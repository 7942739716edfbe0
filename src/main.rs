use clap::{Parser, Subcommand};
use event_photos::{config, output, scan};
use std::path::{Path, PathBuf};

#[derive(Parser)]
#[command(name = "event-photos")]
#[command(about = "Build a photo manifest from a year/month/event folder tree")]
#[command(long_about = "\
Build a photo manifest from a year/month/event folder tree

Run with no arguments next to a photos/ directory. Every image inside a
correctly named event folder becomes one record in photos.json and in
photosData.js (const photos = [...];).

Folder structure:

  photos/
  ├── 2025/                              # Year
  │   └── 01/                            # Month
  │       ├── 06-01-2025 - Gala/         # Event: dd-mm-yyyy - Label
  │       │   ├── a.jpg                  # → date 2025-01-06, name \"Gala\"
  │       │   └── extra/b.png            # Nested photos keep the event
  │       └── bad-name/                  # Not dd-mm-yyyy: skipped entirely
  └── 2024/
      └── ...

Images: .jpg .jpeg .png .webp .gif (any case). Other files are ignored.

Settings can also be placed in event-photos.toml next to photos/.
Run 'event-photos gen-config' to print a documented default file.")]
#[command(version)]
struct Cli {
    /// Directory containing the photo tree; outputs are written here
    #[arg(long, default_value = ".", global = true)]
    base: PathBuf,

    /// Photo tree root, relative to the base directory
    #[arg(long, global = true)]
    source: Option<String>,

    /// File name of the JSON manifest
    #[arg(long, global = true)]
    json_output: Option<String>,

    /// File name of the script manifest
    #[arg(long, global = true)]
    js_output: Option<String>,

    /// List skipped event folders and stray photos on stderr
    #[arg(long, short, global = true)]
    verbose: bool,

    #[command(subcommand)]
    command: Option<Command>,
}

#[derive(Subcommand, Clone, Copy)]
enum Command {
    /// Scan the photo tree and write both manifest files (default)
    Build,
    /// Scan the photo tree and report what would be written
    Check,
    /// Print a stock event-photos.toml with all options documented
    GenConfig,
}

fn main() -> Result<(), Box<dyn std::error::Error>> {
    let cli = Cli::parse();
    let command = cli.command.unwrap_or(Command::Build);

    if let Command::GenConfig = command {
        print!("{}", config::stock_config_toml());
        return Ok(());
    }

    let config = resolve_config(&cli)?;
    let source = Path::new(&config.source_dir);
    let result = scan::scan(&cli.base, source)?;

    if cli.verbose || config.report_skipped {
        output::print_diagnostics(&result);
    }

    match command {
        Command::Build => {
            let written = output::write_outputs(&cli.base, &config, &result.photos)?;
            output::print_written(&written);
        }
        Command::Check => {
            output::print_scan_summary(&result, source);
        }
        Command::GenConfig => {}
    }

    Ok(())
}

/// Load the config file from the base directory and apply command-line
/// overrides on top.
fn resolve_config(cli: &Cli) -> Result<config::EventPhotosConfig, config::ConfigError> {
    let mut config = config::load_config(&cli.base)?;
    if let Some(source) = &cli.source {
        config.source_dir = source.clone();
    }
    if let Some(json_output) = &cli.json_output {
        config.json_output = json_output.clone();
    }
    if let Some(js_output) = &cli.js_output {
        config.js_output = js_output.clone();
    }
    config.validate()?;
    Ok(config)
}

┄┄┄┄┄┄

# Problem statement:
Gather each line in these records that contains the string "PathBuf".

# Output for this task:
use std::path::{Path, PathBuf};
    base: PathBuf,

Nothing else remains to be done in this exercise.